The "lab-on-a-chip LCB platform" developed and designed by the researchers has the functions of three-electrode electrochemical testing, catalyst screening, and in-situ detection of chemical composition and morphological evolution.
Using this platform, the researchers systematically evaluated the potential of a series of candidate catalysts to promote transformation reactions and studied their reversibility and reaction pathways.
Candidate catalysts include platinum, gold, silver, copper, iron and nickel in a high-density nanoparticle state. Finally, it was found that when platinum nanoparticles are used as catalysts, the battery has obvious minimum polarization performance (0.55 V), the highest reversibility, and a new reaction path, demonstrating superior performance.
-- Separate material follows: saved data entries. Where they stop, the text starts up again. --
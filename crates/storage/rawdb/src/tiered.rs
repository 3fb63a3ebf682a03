//! The two-tier read policy.
//!
//! The freezer moves canonical data from the live store into the ancient store
//! without coordinating with readers. A reader probing the ancient store first
//! and the live store second can miss a record that moved between the two
//! probes, so every lookup that falls through the live store probes the
//! ancient store once more before reporting the record as missing.

use crate::{
    AncientReader, KeyValueReader,
    metrics::{Metrics, ReadSource},
    schema::FreezerTable,
};
use alloy_primitives::B256;
use tracing::debug;

/// Reads `key` from the live store. Backend errors and empty values read as absent.
pub(crate) fn read_live<DB>(db: &DB, key: &[u8]) -> Option<Vec<u8>>
where
    DB: KeyValueReader + ?Sized,
{
    match db.get(key) {
        Ok(data) => data.filter(|data| !data.is_empty()),
        Err(error) => {
            debug!(target: "rawdb", %error, "Live store read failed");
            None
        }
    }
}

/// Reads item `number` of `table` from the ancient store.
pub(crate) fn read_ancient<DB>(db: &DB, table: FreezerTable, number: u64) -> Option<Vec<u8>>
where
    DB: AncientReader + ?Sized,
{
    match db.ancient(table, number) {
        Ok(data) => data.filter(|data| !data.is_empty()),
        Err(error) => {
            debug!(target: "rawdb", %table, number, %error, "Ancient store read failed");
            None
        }
    }
}

/// Returns the canonical hash frozen at `number`, if any.
pub(crate) fn ancient_hash<DB>(db: &DB, number: u64) -> Option<B256>
where
    DB: AncientReader + ?Sized,
{
    read_ancient(db, FreezerTable::Hashes, number).and_then(|data| B256::try_from(data.as_slice()).ok())
}

/// Probes `table` for `number`. The ancient store only holds canonical data, so
/// when `expected` is given the hit is accepted only if the canonical hash at
/// that height matches it.
fn probe_ancient<DB>(
    db: &DB,
    table: FreezerTable,
    number: u64,
    expected: Option<B256>,
) -> Option<Vec<u8>>
where
    DB: AncientReader + ?Sized,
{
    let data = read_ancient(db, table, number)?;
    match expected {
        Some(hash) if ancient_hash(db, number) != Some(hash) => None,
        _ => Some(data),
    }
}

/// Resolves a record that lives in `table` once frozen and is served by `live`
/// before that.
///
/// Probes the ancient store, then the live store, then the ancient store again.
pub(crate) fn read_tiered<DB, F>(
    db: &DB,
    table: FreezerTable,
    number: u64,
    expected: Option<B256>,
    live: F,
) -> Option<Vec<u8>>
where
    DB: AncientReader + ?Sized,
    F: FnOnce() -> Option<Vec<u8>>,
{
    let (data, source) = if let Some(data) = probe_ancient(db, table, number, expected) {
        (Some(data), ReadSource::Ancient)
    } else if let Some(data) = live() {
        (Some(data), ReadSource::Live)
    } else if let Some(data) = probe_ancient(db, table, number, expected) {
        (Some(data), ReadSource::AncientRecheck)
    } else {
        (None, ReadSource::Missing)
    };
    Metrics::record_tiered_read(table, source);
    data
}

/// Resolves the existence of the block `(number, hash)` without fetching payloads.
///
/// Frozen blocks are recognised by their canonical hash, others by `live_key`.
pub(crate) fn has_tiered<DB>(db: &DB, number: u64, hash: B256, live_key: &[u8]) -> bool
where
    DB: KeyValueReader + AncientReader + ?Sized,
{
    if ancient_hash(db, number) == Some(hash) {
        return true;
    }
    match db.has(live_key) {
        Ok(true) => return true,
        Ok(false) => {}
        Err(error) => debug!(target: "rawdb", %error, "Live store existence check failed"),
    }
    ancient_hash(db, number) == Some(hash)
}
This experimental result also reveals the development potential of lithium-carbon dioxide batteries.
The researchers say the lithium-carbon dioxide battery (LCB) platform could also play an important role in further exploration, including:
(1) Screen electrolytes with stable solvents for lithium-carbon dioxide battery reactions by integrating microfluidic systems or patterning different quasi-solid electrolytes on the platform;
(2) Explore different lithium anode protection strategies or screen other prelithiated anodes for lithium-carbon dioxide batteries.
"Developing new technologies for negative emissions is crucial. Our lab-on-a-chip platform will play a key role in achieving this. It can also be applied to other systems such as metal-air batteries, fuel cells and photoelectrochemical cells." Imperial London said Yulong Zhao, senior lecturer at the college.
Overall, the design of the LCB platform is expected to overcome the problems faced by the development of lithium-carbon dioxide batteries, including rapid screening of catalysts, research on reaction mechanisms, and practical applications from nanoscience to cutting-edge carbon removal technology.